Sang mega telah tertata, dengan gontai kulangkahkan kakiku melangkah pergi.

 

"Kamu itu gimana Sher, tugas ini masih belum dikerjakan. Kamu sudah tahu peraturan ibu bukan?" omelan yang menghantamku pagi ini. Bu Evy dengan semangat menghujatku dengan makiannya gara-gara buku tugasku masih kosong. Semalam aku memang menghabiskan waktu untuk tidur di pos satpam sekolah.

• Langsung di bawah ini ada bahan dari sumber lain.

//! Rounding modes and integer rounding helpers.

use std::cmp::Ordering;
use std::fmt;
use std::str::FromStr;

use crate::domain::error::ArithmeticError;

#[derive(Debug, Clone, Copy, PartialEq, Eq, Hash, Default)]
pub enum RoundingMode {
    #[default]
    HalfEven,
    HalfAwayFromZero,
    Up,
    Down,
    Ceiling,
    Floor,
    HalfTowardsZero,
}

/// How the digits dropped by a rounding step compare to half a unit.
#[derive(Debug, Clone, Copy, PartialEq, Eq)]
pub(crate) enum Discarded {
    Zero,
    BelowHalf,
    Half,
    AboveHalf,
}

impl Discarded {
    /// Classify a run of dropped decimal digits, most significant first.
    pub(crate) fn from_digits(digits: &[u8]) -> Self {
        let Some((&first, rest)) = digits.split_first() else {
            return Discarded::Zero;
        };
        let tail_nonzero = rest.iter().any(|&d| d != 0);
        match first {
            0 if !tail_nonzero => Discarded::Zero,
            0..=4 => Discarded::BelowHalf,
            5 if !tail_nonzero => Discarded::Half,
            _ => Discarded::AboveHalf,
        }
    }
}

impl RoundingMode {
    pub const ALL: [RoundingMode; 7] = [
        RoundingMode::HalfEven,
        RoundingMode::HalfAwayFromZero,
        RoundingMode::Up,
        RoundingMode::Down,
        RoundingMode::Ceiling,
        RoundingMode::Floor,
        RoundingMode::HalfTowardsZero,
    ];

    pub fn as_str(&self) -> &'static str {
        match self {
            RoundingMode::HalfEven => "half_even",
            RoundingMode::HalfAwayFromZero => "half_away_from_zero",
            RoundingMode::Up => "up",
            RoundingMode::Down => "down",
            RoundingMode::Ceiling => "ceiling",
            RoundingMode::Floor => "floor",
            RoundingMode::HalfTowardsZero => "half_towards_zero",
        }
    }

    /// Whether a magnitude truncated towards zero must be bumped by one unit.
    pub(crate) fn rounds_away(self, negative: bool, discarded: Discarded, odd: bool) -> bool {
        if discarded == Discarded::Zero {
            return false;
        }
        match self {
            RoundingMode::Down => false,
            RoundingMode::Up => true,
            RoundingMode::Ceiling => !negative,
            RoundingMode::Floor => negative,
            RoundingMode::HalfAwayFromZero => discarded != Discarded::BelowHalf,
            RoundingMode::HalfTowardsZero => discarded == Discarded::AboveHalf,
            RoundingMode::HalfEven => {
                discarded == Discarded::AboveHalf || (discarded == Discarded::Half && odd)
            }
        }
    }
}

impl fmt::Display for RoundingMode {
    fn fmt(&self, f: &mut fmt::Formatter<'_>) -> fmt::Result {
        f.write_str(self.as_str())
    }
}

impl FromStr for RoundingMode {
    type Err = ArithmeticError;

    /// Accepts snake case names as well as the `ROUND_*` spellings.
    fn from_str(s: &str) -> Result<Self, Self::Err> {
        let lowered = s.trim().to_lowercase();
        let key: String = lowered
            .strip_prefix("round_")
            .unwrap_or(&lowered)
            .chars()
            .filter(|c| *c != '_' && *c != '-')
            .collect();
        match key.as_str() {
            "halfeven" => Ok(RoundingMode::HalfEven),
            "halfawayfromzero" | "halfup" => Ok(RoundingMode::HalfAwayFromZero),
            "up" => Ok(RoundingMode::Up),
            "down" => Ok(RoundingMode::Down),
            "ceiling" => Ok(RoundingMode::Ceiling),
            "floor" => Ok(RoundingMode::Floor),
            "halftowardszero" | "halfdown" => Ok(RoundingMode::HalfTowardsZero),
            _ => Err(ArithmeticError::Configuration {
                reason: format!("unknown rounding mode {s:?}"),
            }),
        }
    }
}

pub(crate) fn pow10(exponent: u32) -> Option<i128> {
    10i128.checked_pow(exponent)
}

/// Number of decimal digits in `magnitude`; zero counts as one digit.
pub(crate) fn digit_count(magnitude: u128) -> u32 {
    magnitude.checked_ilog10().map_or(1, |log| log + 1)
}

/// Integer division rounded with `mode`.
pub(crate) fn div_round(
    numerator: i128,
    divisor: i128,
    mode: RoundingMode,
) -> Result<i128, ArithmeticError> {
    if divisor == 0 {
        return Err(ArithmeticError::DivisionByZero);
    }
    let quotient = numerator
        .checked_div(divisor)
        .ok_or(ArithmeticError::Overflow { op: "div" })?;
    let remainder = numerator
        .checked_rem(divisor)
        .ok_or(ArithmeticError::Overflow { op: "div" })?;
    if remainder == 0 {
        return Ok(quotient);
    }

    let negative = (numerator < 0) != (divisor < 0);
    let rem = remainder.unsigned_abs();
    let rest = divisor.unsigned_abs() - rem;
    let discarded = match rem.cmp(&rest) {
        Ordering::Less => Discarded::BelowHalf,
        Ordering::Equal => Discarded::Half,
        Ordering::Greater => Discarded::AboveHalf,
    };

    if mode.rounds_away(negative, discarded, quotient % 2 != 0) {
        let step = if negative { -1 } else { 1 };
        quotient
            .checked_add(step)
            .ok_or(ArithmeticError::Overflow { op: "div" })
    } else {
        Ok(quotient)
    }
}

/// Full 256-bit product of two magnitudes as `(high, low)` halves.
fn widening_mul(a: u128, b: u128) -> (u128, u128) {
    const MASK: u128 = u64::MAX as u128;
    let (a_hi, a_lo) = (a >> 64, a & MASK);
    let (b_hi, b_lo) = (b >> 64, b & MASK);
    let ll = a_lo * b_lo;
    let lh = a_lo * b_hi;
    let hl = a_hi * b_lo;
    let hh = a_hi * b_hi;
    let mid = (ll >> 64) + (lh & MASK) + (hl & MASK);
    let low = (mid << 64) | (ll & MASK);
    let high = hh + (lh >> 64) + (hl >> 64) + (mid >> 64);
    (high, low)
}

/// Shift-subtract division of `(high, low)` by `divisor`, returning the
/// quotient and remainder. `None` when the quotient needs more than 128 bits.
fn widening_div(high: u128, low: u128, divisor: u128) -> Option<(u128, u128)> {
    if divisor == 0 || high >= divisor {
        return None;
    }
    let mut rem = high;
    let mut quot = 0u128;
    for bit in (0..128).rev() {
        let carry = rem >> 127;
        rem = (rem << 1) | ((low >> bit) & 1);
        quot <<= 1;
        if carry == 1 || rem >= divisor {
            rem = rem.wrapping_sub(divisor);
            quot |= 1;
        }
    }
    Some((quot, rem))
}

/// `a * b / divisor` rounded with `mode`. The product is kept at 256 bits, so
/// only a quotient that does not fit in `i128` overflows.
pub(crate) fn mul_div_round(
    a: i128,
    b: i128,
    divisor: i128,
    mode: RoundingMode,
    op: &'static str,
) -> Result<i128, ArithmeticError> {
    if divisor == 0 {
        return Err(ArithmeticError::DivisionByZero);
    }
    if a == 0 || b == 0 {
        return Ok(0);
    }
    let negative = ((a < 0) ^ (b < 0)) ^ (divisor < 0);
    let divisor = divisor.unsigned_abs();
    let (high, low) = widening_mul(a.unsigned_abs(), b.unsigned_abs());
    let (quotient, rem) = widening_div(high, low, divisor).ok_or(ArithmeticError::Overflow { op })?;

    let discarded = if rem == 0 {
        Discarded::Zero
    } else {
        match rem.cmp(&(divisor - rem)) {
            Ordering::Less => Discarded::BelowHalf,
            Ordering::Equal => Discarded::Half,
            Ordering::Greater => Discarded::AboveHalf,
        }
    };
    let mut magnitude = quotient;
    if mode.rounds_away(negative, discarded, quotient % 2 != 0) {
        magnitude = magnitude
            .checked_add(1)
            .ok_or(ArithmeticError::Overflow { op })?;
    }
    let signed = i128::try_from(magnitude).map_err(|_| ArithmeticError::Overflow { op })?;
    Ok(if negative { -signed } else { signed })
}

#[cfg(test)]
mod tests {
    use super::*;

    #[test]
    fn parses_names_and_aliases() {
        assert_eq!("half_even".parse::<RoundingMode>().unwrap(), RoundingMode::HalfEven);
        assert_eq!(
            "ROUND_HALF_UP".parse::<RoundingMode>().unwrap(),
            RoundingMode::HalfAwayFromZero
        );
        assert_eq!(
            "half-down".parse::<RoundingMode>().unwrap(),
            RoundingMode::HalfTowardsZero
        );
        assert_eq!("Ceiling".parse::<RoundingMode>().unwrap(), RoundingMode::Ceiling);
        assert!("sideways".parse::<RoundingMode>().is_err());
    }

    #[test]
    fn display_round_trips() {
        for mode in RoundingMode::ALL {
            assert_eq!(mode.to_string().parse::<RoundingMode>().unwrap(), mode);
        }
    }

    #[test]
    fn classify_discarded_digits() {
        assert_eq!(Discarded::from_digits(&[]), Discarded::Zero);
        assert_eq!(Discarded::from_digits(&[0, 0]), Discarded::Zero);
        assert_eq!(Discarded::from_digits(&[0, 1]), Discarded::BelowHalf);
        assert_eq!(Discarded::from_digits(&[4, 9]), Discarded::BelowHalf);
        assert_eq!(Discarded::from_digits(&[5]), Discarded::Half);
        assert_eq!(Discarded::from_digits(&[5, 0, 1]), Discarded::AboveHalf);
        assert_eq!(Discarded::from_digits(&[9]), Discarded::AboveHalf);
    }

    #[test]
    fn div_round_half_even_ties() {
        assert_eq!(div_round(25, 10, RoundingMode::HalfEven).unwrap(), 2);
        assert_eq!(div_round(35, 10, RoundingMode::HalfEven).unwrap(), 4);
        assert_eq!(div_round(-25, 10, RoundingMode::HalfEven).unwrap(), -2);
        assert_eq!(div_round(26, 10, RoundingMode::HalfEven).unwrap(), 3);
    }

    #[test]
    fn div_round_every_mode_on_positive_tie() {
        let expected = [
            (RoundingMode::HalfEven, 2),
            (RoundingMode::HalfAwayFromZero, 3),
            (RoundingMode::Up, 3),
            (RoundingMode::Down, 2),
            (RoundingMode::Ceiling, 3),
            (RoundingMode::Floor, 2),
            (RoundingMode::HalfTowardsZero, 2),
        ];
        for (mode, want) in expected {
            assert_eq!(div_round(25, 10, mode).unwrap(), want, "{mode}");
        }
    }

    #[test]
    fn div_round_every_mode_on_negative_value() {
        let expected = [
            (RoundingMode::HalfEven, -1),
            (RoundingMode::HalfAwayFromZero, -1),
            (RoundingMode::Up, -2),
            (RoundingMode::Down, -1),
            (RoundingMode::Ceiling, -1),
            (RoundingMode::Floor, -2),
            (RoundingMode::HalfTowardsZero, -1),
        ];
        for (mode, want) in expected {
            assert_eq!(div_round(-13, 10, mode).unwrap(), want, "{mode}");
        }
    }

    #[test]
    fn div_round_exact_is_untouched() {
        for mode in RoundingMode::ALL {
            assert_eq!(div_round(40, 10, mode).unwrap(), 4);
        }
    }

    #[test]
    fn div_round_by_zero() {
        assert_eq!(
            div_round(1, 0, RoundingMode::HalfEven),
            Err(ArithmeticError::DivisionByZero)
        );
    }

    #[test]
    fn digit_counts() {
        assert_eq!(digit_count(0), 1);
        assert_eq!(digit_count(9), 1);
        assert_eq!(digit_count(10), 2);
        assert_eq!(digit_count(12345), 5);
    }

    #[test]
    fn widening_product_of_extremes() {
        assert_eq!(widening_mul(u128::MAX, u128::MAX), (u128::MAX - 1, 1));
        assert_eq!(widening_mul(1 << 64, 1 << 64), (1, 0));
        assert_eq!(widening_div(u128::MAX - 1, 1, u128::MAX), Some((u128::MAX, 0)));
        assert_eq!(widening_div(1, 0, 1), None);
    }

    #[test]
    fn mul_div_round_beyond_i128_intermediate() {
        let thousand = 1_000 * 10i128.pow(18);
        let rate = 11 * 10i128.pow(17);
        let unit = 10i128.pow(18);
        assert_eq!(
            mul_div_round(thousand, rate, unit, RoundingMode::HalfEven, "mul").unwrap(),
            1_100 * 10i128.pow(18)
        );
        assert_eq!(
            mul_div_round(-thousand, rate, unit, RoundingMode::HalfEven, "mul").unwrap(),
            -1_100 * 10i128.pow(18)
        );
    }

    #[test]
    fn mul_div_round_rounds_like_div_round() {
        for mode in RoundingMode::ALL {
            for (a, b, d) in [(5, 5, 10), (-13, 1, 10), (7, 3, -4), (2, 1, 3)] {
                assert_eq!(
                    mul_div_round(a, b, d, mode, "mul").unwrap(),
                    div_round(a * b, d, mode).unwrap(),
                    "{a}*{b}/{d} {mode}"
                );
            }
        }
    }

    #[test]
    fn mul_div_round_overflowing_quotient() {
        assert_eq!(
            mul_div_round(i128::MAX, 4, 2, RoundingMode::HalfEven, "mul"),
            Err(ArithmeticError::Overflow { op: "mul" })
        );
        assert_eq!(
            mul_div_round(1, 1, 0, RoundingMode::HalfEven, "div"),
            Err(ArithmeticError::DivisionByZero)
        );
    }
}
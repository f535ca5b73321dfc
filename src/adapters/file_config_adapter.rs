//! INI file configuration adapter.
//!
//! Section and key names are case-insensitive (`configparser` lowercases them).

use crate::ports::config_port::ConfigPort;
use configparser::ini::Ini;
use std::path::Path;

pub struct FileConfigAdapter {
    config: Ini,
}

impl FileConfigAdapter {
    pub fn from_file<P: AsRef<Path>>(path: P) -> std::io::Result<Self> {
        let mut config = Ini::new();
        config.load(path).map_err(std::io::Error::other)?;
        Ok(Self { config })
    }

    pub fn from_string(content: &str) -> Result<Self, String> {
        let mut config = Ini::new();
        config.read(content.to_string())?;
        Ok(Self { config })
    }
}

impl ConfigPort for FileConfigAdapter {
    fn get_string(&self, section: &str, key: &str) -> Option<String> {
        self.config.get(section, key)
    }

    fn has_section(&self, section: &str) -> bool {
        let wanted = section.to_lowercase();
        self.config.sections().iter().any(|s| *s == wanted)
    }
}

Aku hanya mengangguk dan melangkah keluar kelas dengan pasti.
Sementar
a 2 jam pelajaran itu berlalu dengan cepat. Aku kembali masuk ke dalam setelah bu Evy keluar.

"Loe kenapa sih Sher? Kumal banget. Sekarang malah nggak semangat banget," tanya Doni sesaat ketika aku duduk di bangkuku.

"Gue nggak apa-apa kok. Tenang aja. Emang sekarang gue lagi males-malesan aja," aku dengan cuel menanggapi Doni.

"Yaelah, sekarang tuh udah kebuka semua karakter loe Sher. Siapa sebenernya Sherly Monica Pratiwi? Semua udah tau. Cewek yang sok baik," Sania dengan keras bicara.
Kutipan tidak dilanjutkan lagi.